LONDON • Britain's biggest drugmaker GlaxoSmithKline (GSK) is forming a joint venture with Google parent Alphabet's life sciences business to research and develop bioelectronic medicine.
GSK will hold a 55 per cent stake in the venture, called Galvani Bioelectronics, and Alphabet's Verily Life Sciences will hold 45 per cent, said a statement yesterday.
The companies will invest up to £540 million (S$957 million) over seven years, subject to completion of milestones.
Mr Kris Famm, GSK's head of bioelectronics research and president of Galvani, said the first bioelectronic medicines using implants to stimulate nerves could be submitted for regulatory approval by around 2023.

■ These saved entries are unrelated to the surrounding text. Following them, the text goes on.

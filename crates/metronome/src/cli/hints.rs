//! Operator guidance for classified failures.

use metronome::{MetronomeError, MetronomeErrorKind, OpenAIErrorKind};

const BILLING_URL: &str = "https://platform.openai.com/account/billing";

/// A one-line suggestion for the failure, if there is a useful one.
pub fn hint_for(error: &MetronomeError) -> Option<String> {
    let MetronomeErrorKind::OpenAI(openai) = error.kind() else {
        return None;
    };

    match openai.kind() {
        OpenAIErrorKind::MissingApiKey => {
            Some("Set OPENAI_API_KEY in the environment or in a .env file.".to_string())
        }
        OpenAIErrorKind::InvalidApiKeyFormat => {
            Some("OpenAI keys start with 'sk-' or 'org-'; check for stray characters.".to_string())
        }
        OpenAIErrorKind::Authentication(_) => {
            Some("Verify that your API key is correct and has not been revoked.".to_string())
        }
        OpenAIErrorKind::QuotaExceeded(_) => Some(format!(
            "Check your plan and billing details at {}, or lower --rpm.",
            BILLING_URL
        )),
        kind if kind.is_transient() => {
            Some("The failure looks temporary; try again shortly.".to_string())
        }
        _ => None,
    }
}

"We have had really promising results in animal tests, where we've shown we can address some chronic diseases with this mechanism, and now we are bringing that work into the clinic," he told Reuters. "Our goal is to have our first medicines ready for regulatory approval in seven years."
We have had really promising results in animal tests, where we've shown we can address some chronic diseases with this mechanism, and now we are bringing that work into the clinic. Our goal is to have our first medicines ready for regulatory approval in seven years.

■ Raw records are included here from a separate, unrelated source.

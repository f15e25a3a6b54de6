//! Configuration structures for pacing and the API client.
//!
//! This module provides TOML-based configuration. The configuration system
//! supports:
//! - Bundled defaults (include_str! from metronome.toml)
//! - User overrides (./metronome.toml or ~/.config/metronome/metronome.toml)
//! - Automatic merging with user values taking precedence

use crate::{PacingMode, Tier};
use config::{Config, File, FileFormat};
use metronome_error::{
    ConfigError, MetronomeError, MetronomeResult, RateLimitError, RateLimitErrorKind,
    RateLimitResult,
};
use serde::{Deserialize, Serialize};
use std::collections::HashMap;
use std::path::Path;
use tracing::{debug, instrument};

/// Bundled default configuration.
const DEFAULT_CONFIG: &str = include_str!("../../../metronome.toml");

/// Model-specific pacing overrides.
///
/// ```toml
/// [providers.openai.tiers.tier1.models."gpt-4o"]
/// rpm = 200
/// ```
#[derive(Debug, Clone, PartialEq, Eq, Deserialize, Serialize, Default)]
pub struct ModelTierConfig {
    /// Requests per minute limit (overrides tier default)
    #[serde(default, skip_serializing_if = "Option::is_none")]
    pub rpm: Option<u32>,

    /// Burst limit (overrides tier default)
    #[serde(default, skip_serializing_if = "Option::is_none")]
    pub burst: Option<u32>,
}

/// Configuration for a specific API tier.
///
/// ```toml
/// [providers.openai.tiers.free]
/// name = "Free"
/// rpm = 3
/// burst = 5
/// ```
#[derive(Debug, Clone, PartialEq, Eq, Deserialize, Serialize)]
pub struct TierConfig {
    /// Name of the tier (e.g., "Free", "Tier 1")
    pub name: String,

    /// Requests per minute limit
    #[serde(default)]
    pub rpm: Option<u32>,

    /// Burst limit; defaults to `rpm` when absent
    #[serde(default)]
    pub burst: Option<u32>,

    /// Model-specific overrides
    #[serde(default, skip_serializing_if = "HashMap::is_empty")]
    pub models: HashMap<String, ModelTierConfig>,
}

impl Tier for TierConfig {
    fn rpm(&self) -> Option<u32> {
        self.rpm
    }

    fn burst(&self) -> Option<u32> {
        self.burst
    }

    fn name(&self) -> &str {
        &self.name
    }
}

impl TierConfig {
    /// Get a tier configuration with model-specific overrides applied.
    ///
    /// Returns a clone of the tier-level config when the model has no
    /// overrides.
    pub fn for_model(&self, model_name: &str) -> TierConfig {
        match self.models.get(model_name) {
            Some(model_config) => TierConfig {
                name: self.name.clone(),
                rpm: model_config.rpm.or(self.rpm),
                burst: model_config.burst.or(self.burst),
                models: HashMap::new(),
            },
            None => self.clone(),
        }
    }
}

/// Configuration for a specific provider.
#[derive(Debug, Clone, PartialEq, Eq, Deserialize, Serialize)]
pub struct ProviderConfig {
    /// Name of the default tier for this provider
    pub default_tier: String,

    /// Map of tier name to tier configuration
    pub tiers: HashMap<String, TierConfig>,
}

/// HTTP client settings.
#[derive(Debug, Clone, PartialEq, Eq, Deserialize, Serialize)]
pub struct ClientConfig {
    /// API root; `/chat/completions` is appended
    #[serde(default = "default_base_url")]
    pub base_url: String,

    /// Model requested when the caller does not name one
    #[serde(default = "default_model")]
    pub model: String,

    /// Whole-request timeout in seconds
    #[serde(default = "default_timeout_secs")]
    pub timeout_secs: u64,

    /// Minimum spacing between consecutive requests in milliseconds (0 disables)
    #[serde(default = "default_min_request_interval_ms")]
    pub min_request_interval_ms: u64,
}

fn default_base_url() -> String {
    "https://api.openai.com/v1".to_string()
}

fn default_model() -> String {
    "gpt-3.5-turbo".to_string()
}

fn default_timeout_secs() -> u64 {
    30
}

fn default_min_request_interval_ms() -> u64 {
    1000
}

impl Default for ClientConfig {
    fn default() -> Self {
        Self {
            base_url: default_base_url(),
            model: default_model(),
            timeout_secs: default_timeout_secs(),
            min_request_interval_ms: default_min_request_interval_ms(),
        }
    }
}

/// Pacer behavior settings.
#[derive(Debug, Clone, Copy, PartialEq, Eq, Deserialize, Serialize, Default)]
pub struct PacingConfig {
    /// Wait computation policy
    #[serde(default)]
    pub mode: PacingMode,
}

/// Top-level Metronome configuration.
///
/// # Example
///
/// ```no_run
/// use metronome_rate_limit::MetronomeConfig;
///
/// # fn main() -> Result<(), Box<dyn std::error::Error>> {
/// let config = MetronomeConfig::load()?;
/// let tier = config.get_tier("openai", Some("free")).unwrap();
/// println!("OpenAI free tier RPM: {:?}", tier.rpm);
/// # Ok(())
/// # }
/// ```
#[derive(Debug, Clone, PartialEq, Eq, Deserialize, Serialize, Default)]
pub struct MetronomeConfig {
    /// Map of provider name to provider configuration
    #[serde(default)]
    pub providers: HashMap<String, ProviderConfig>,

    /// HTTP client settings
    #[serde(default)]
    pub client: ClientConfig,

    /// Pacer settings
    #[serde(default)]
    pub pacing: PacingConfig,
}

impl MetronomeConfig {
    /// Load configuration from a specific file path only.
    ///
    /// # Errors
    ///
    /// Returns an error if the file cannot be read or parsed.
    #[instrument(skip(path), fields(path = %path.as_ref().display()))]
    pub fn from_file(path: impl AsRef<Path>) -> MetronomeResult<Self> {
        debug!("Loading configuration from file");

        Config::builder()
            .add_source(File::from(path.as_ref()))
            .build()
            .map_err(|e| {
                MetronomeError::from(ConfigError::new(format!(
                    "Failed to read configuration from {}: {}",
                    path.as_ref().display(),
                    e
                )))
            })?
            .try_deserialize()
            .map_err(|e| {
                MetronomeError::from(ConfigError::new(format!(
                    "Failed to parse configuration: {}",
                    e
                )))
            })
    }

    /// Load configuration with precedence: user override > bundled default.
    ///
    /// Configuration sources in order of precedence (later sources override earlier):
    /// 1. Bundled defaults (metronome.toml shipped with the library)
    /// 2. User config in home directory (~/.config/metronome/metronome.toml)
    /// 3. User config in current directory (./metronome.toml)
    ///
    /// User config files are optional and silently skipped if not found.
    #[instrument]
    pub fn load() -> MetronomeResult<Self> {
        Self::load_with(None)
    }

    /// Like [`MetronomeConfig::load`], with an extra required file layered on top.
    ///
    /// # Errors
    ///
    /// Returns an error if `overlay` is given but missing, or if any source
    /// fails to parse.
    #[instrument]
    pub fn load_with(overlay: Option<&Path>) -> MetronomeResult<Self> {
        debug!("Loading configuration with precedence: overlay > current dir > home dir > bundled defaults");

        let mut builder =
            Config::builder().add_source(File::from_str(DEFAULT_CONFIG, FileFormat::Toml));

        if let Some(home) = dirs::home_dir() {
            let home_config = home.join(".config/metronome/metronome.toml");
            builder = builder.add_source(File::from(home_config).required(false));
        }

        builder = builder.add_source(File::with_name("metronome").required(false));

        if let Some(path) = overlay {
            builder = builder.add_source(File::from(path).required(true));
        }

        builder
            .build()
            .map_err(|e| {
                MetronomeError::from(ConfigError::new(format!(
                    "Failed to build configuration: {}",
                    e
                )))
            })?
            .try_deserialize()
            .map_err(|e| {
                MetronomeError::from(ConfigError::new(format!(
                    "Failed to parse configuration: {}",
                    e
                )))
            })
    }

    /// Get tier configuration for a provider.
    ///
    /// Uses the provider's default tier when `tier_name` is `None`.
    #[instrument(skip(self))]
    pub fn get_tier(&self, provider: &str, tier_name: Option<&str>) -> Option<TierConfig> {
        let provider_config = self.providers.get(provider)?;

        let tier = tier_name.unwrap_or(&provider_config.default_tier);

        debug!(provider, tier, "Looking up tier configuration");

        provider_config.tiers.get(tier).cloned()
    }

    /// Like [`MetronomeConfig::get_tier`], but says what was missing.
    ///
    /// # Errors
    ///
    /// Returns `UnknownProvider` or `UnknownTier`.
    pub fn resolve_tier(&self, provider: &str, tier_name: Option<&str>) -> RateLimitResult<TierConfig> {
        let provider_config = self.providers.get(provider).ok_or_else(|| {
            RateLimitError::new(RateLimitErrorKind::UnknownProvider(provider.to_string()))
        })?;

        let tier = tier_name.unwrap_or(&provider_config.default_tier);

        provider_config.tiers.get(tier).cloned().ok_or_else(|| {
            RateLimitError::new(RateLimitErrorKind::UnknownTier {
                provider: provider.to_string(),
                tier: tier.to_string(),
            })
        })
    }
}
#[cfg(test)]
mod tests {
    use super::*;
    use crate::ManualClock;

    fn secs(s: u64) -> Duration {
        Duration::from_secs(s)
    }

    fn pacer(rpm: u32, burst: u32, mode: PacingMode) -> (Pacer, ManualClock) {
        let clock = ManualClock::new();
        let pacer = Pacer::new(NonZeroU32::new(rpm).unwrap(), NonZeroU32::new(burst).unwrap())
            .with_clock(Arc::new(clock.clone()))
            .with_mode(mode);
        (pacer, clock)
    }

    #[test]
    fn test_calls_under_both_caps_return_immediately() {
        let (pacer, clock) = pacer(3, 5, PacingMode::Reference);

        for _ in 0..3 {
            pacer.await_slot();
        }

        assert!(clock.sleeps().is_empty());
        assert_eq!(pacer.history(), vec![secs(0), secs(0), secs(0)]);
    }

    #[test]
    fn test_steady_cap_blocks_fourth_call_for_full_window() {
        let (pacer, clock) = pacer(3, 5, PacingMode::Reference);

        for _ in 0..4 {
            pacer.await_slot();
        }

        assert_eq!(clock.sleeps(), vec![secs(60)]);
        assert_eq!(clock.now(), secs(60));
        // Entry time is recorded, not release time.
        assert_eq!(pacer.history(), vec![secs(0); 4]);
    }

    #[test]
    fn test_burst_cap_anchors_at_oldest_of_last_burst_calls() {
        let (pacer, clock) = pacer(100, 2, PacingMode::Reference);

        pacer.await_slot();
        clock.advance(secs(1));
        pacer.await_slot();
        clock.advance(secs(1));
        pacer.await_slot();

        assert_eq!(clock.sleeps(), vec![secs(58)]);
        assert_eq!(pacer.history(), vec![secs(0), secs(1), secs(2)]);
    }

    #[test]
    fn test_idle_period_prunes_history() {
        let (pacer, clock) = pacer(3, 5, PacingMode::Reference);

        for _ in 0..3 {
            pacer.await_slot();
        }
        clock.advance(secs(61));
        assert_eq!(pacer.pending_wait(), Some(Duration::ZERO));

        pacer.await_slot();

        assert!(clock.sleeps().is_empty());
        assert_eq!(pacer.history(), vec![secs(61)]);
    }

    #[test]
    fn test_entry_exactly_one_window_old_yields_zero_wait() {
        let (pacer, clock) = pacer(3, 5, PacingMode::Reference);

        for _ in 0..3 {
            pacer.await_slot();
        }
        clock.advance(secs(60));
        pacer.await_slot();

        // Not pruned (age is not strictly greater), but the wait clamps to zero.
        assert!(clock.sleeps().is_empty());
        assert_eq!(pacer.history().len(), 4);
    }

    fn seed(pacer: &Pacer, stamps: &[u64]) {
        pacer.lock().extend(stamps.iter().map(|s| secs(*s)));
    }

    #[test]
    fn test_burst_and_steady_anchor_at_different_entries() {
        let (reference, clock) = pacer(3, 2, PacingMode::Reference);
        seed(&reference, &[0, 30, 40]);
        clock.advance_to(secs(45));
        reference.await_slot();

        assert_eq!(clock.sleeps(), vec![secs(45), secs(15)]);
        assert_eq!(reference.history(), vec![secs(30), secs(40), secs(45)]);

        let (strict, clock) = pacer(3, 2, PacingMode::Strict);
        seed(&strict, &[0, 30, 40]);
        clock.advance_to(secs(45));
        strict.await_slot();

        assert_eq!(clock.sleeps(), vec![secs(45)]);
        assert_eq!(strict.history(), vec![secs(30), secs(40), secs(90)]);
    }

    #[test]
    fn test_reference_mode_double_sleep_quirk() {
        let (pacer, clock) = pacer(2, 2, PacingMode::Reference);

        pacer.await_slot();
        clock.advance_to(secs(10));
        pacer.await_slot();
        clock.advance_to(secs(20));
        pacer.await_slot();

        // Both checks anchor at t=0 and both waits come from the entry time.
        assert_eq!(clock.sleeps(), vec![secs(40), secs(40)]);
        assert_eq!(clock.now(), secs(100));
        assert_eq!(pacer.history(), vec![secs(10), secs(20)]);
    }

    #[test]
    fn test_strict_mode_rereads_clock_between_checks() {
        let (pacer, clock) = pacer(2, 2, PacingMode::Strict);

        pacer.await_slot();
        clock.advance_to(secs(10));
        pacer.await_slot();
        clock.advance_to(secs(20));
        pacer.await_slot();

        assert_eq!(clock.sleeps(), vec![secs(40)]);
        assert_eq!(clock.now(), secs(60));
        assert_eq!(pacer.history(), vec![secs(10), secs(60)]);
    }

    #[test]
    fn test_pending_wait_matches_upcoming_sleep() {
        let (pacer, clock) = pacer(2, 2, PacingMode::Reference);
        pacer.await_slot();
        clock.advance_to(secs(10));
        pacer.await_slot();
        clock.advance_to(secs(20));
        assert_eq!(pacer.pending_wait(), Some(secs(80)));

        let (strict, clock) = pacer_pair_strict();
        clock.advance_to(secs(20));
        assert_eq!(strict.pending_wait(), Some(secs(40)));
    }

    fn pacer_pair_strict() -> (Pacer, ManualClock) {
        let (pacer, clock) = pacer(2, 2, PacingMode::Strict);
        pacer.await_slot();
        clock.advance_to(secs(10));
        pacer.await_slot();
        (pacer, clock)
    }

    #[test]
    fn test_history_is_bounded_by_larger_cap() {
        let (pacer, clock) = pacer(2, 4, PacingMode::Reference);

        for _ in 0..10 {
            pacer.await_slot();
            assert!(pacer.history().len() <= 4);
        }
        assert_eq!(pacer.capacity(), 4);
        assert!(clock.total_slept() >= secs(60));
    }

    #[test]
    fn test_huge_limits_do_not_reserve_full_history() {
        let clock = ManualClock::new();
        let pacer = Pacer::new(NonZeroU32::MAX, NonZeroU32::new(1).unwrap())
            .with_clock(Arc::new(clock.clone()));

        pacer.await_slot();
        clock.advance(secs(61));
        pacer.await_slot();

        assert_eq!(pacer.capacity(), u32::MAX as usize);
        assert_eq!(pacer.history(), vec![secs(61)]);
        assert!(clock.sleeps().is_empty());
    }

    #[test]
    fn test_from_tier_defaults_burst_to_rpm() {
        let tier = crate::TierConfig {
            name: "Custom".to_string(),
            rpm: Some(7),
            burst: None,
            models: Default::default(),
        };
        let pacer = Pacer::from_tier(&tier).unwrap();
        assert_eq!(pacer.requests_per_minute().get(), 7);
        assert_eq!(pacer.burst_limit().get(), 7);
    }

    #[test]
    fn test_from_tier_rejects_missing_or_zero_limits() {
        let mut tier = crate::TierConfig {
            name: "Broken".to_string(),
            rpm: None,
            burst: Some(5),
            models: Default::default(),
        };
        let err = Pacer::from_tier(&tier).unwrap_err();
        assert!(matches!(err.kind(), RateLimitErrorKind::InvalidTier { .. }));

        tier.rpm = Some(0);
        assert!(Pacer::from_tier(&tier).is_err());

        tier.rpm = Some(3);
        tier.burst = Some(0);
        assert!(Pacer::from_tier(&tier).is_err());
    }

    #[test]
    fn test_mode_round_trips_through_strings() {
        assert_eq!("strict".parse::<PacingMode>().unwrap(), PacingMode::Strict);
        assert_eq!(PacingMode::Reference.to_string(), "reference");
        assert!("lenient".parse::<PacingMode>().is_err());
    }
}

MR KRIS FAMM, GSK's head of bioelectronics research and president of Galvani, saying the first bioelectronic medicines using implants to stimulate nerves could be submitted for regulatory approval by around 2023.
Bioelectronic medicine is a new field that aims to tackle chronic diseases using miniature implanted devices that modify electrical signals that pass along nerves in the body. Glaxo's researchers believe conditions such as arthritis, diabetes and asthma could be treated using these devices.
The idea of treating serious disease with electrical impulses is not new. Large-scale electrical devices have been used for years as heart pacemakers and, more recently, deep brain stimulation has been applied to treat Parkinson's disease and severe depression. Last year, EnteroMedics won US approval for a device to help obese people control their appetite.
But Galvani is taking electrical interventions to the micro level, using tiny implants to coax insulin from cells to treat diabetes, for example, or correct muscle imbalances in lung diseases.
Verily aims to use technology to develop healthcare software and hardware. It is one of Alphabet's most important new ventures, residing in the tech giant's Other Bets division alongside smart home device maker Nest and fast Internet service provider Fiber.
In the second quarter, Other Bets generated US$185 million in revenue and Alphabet chief financial officer Ruth Porat said that mostly came from Nest, Fiber and Verily, in that order.
Verily's work with traditional drug companies includes developing smart contact lenses that can measure glucose with Novartis.
The collaboration with Glaxo is not the first joint venture for Verily: it funded a robotic surgery company with Johnson & Johnson last December.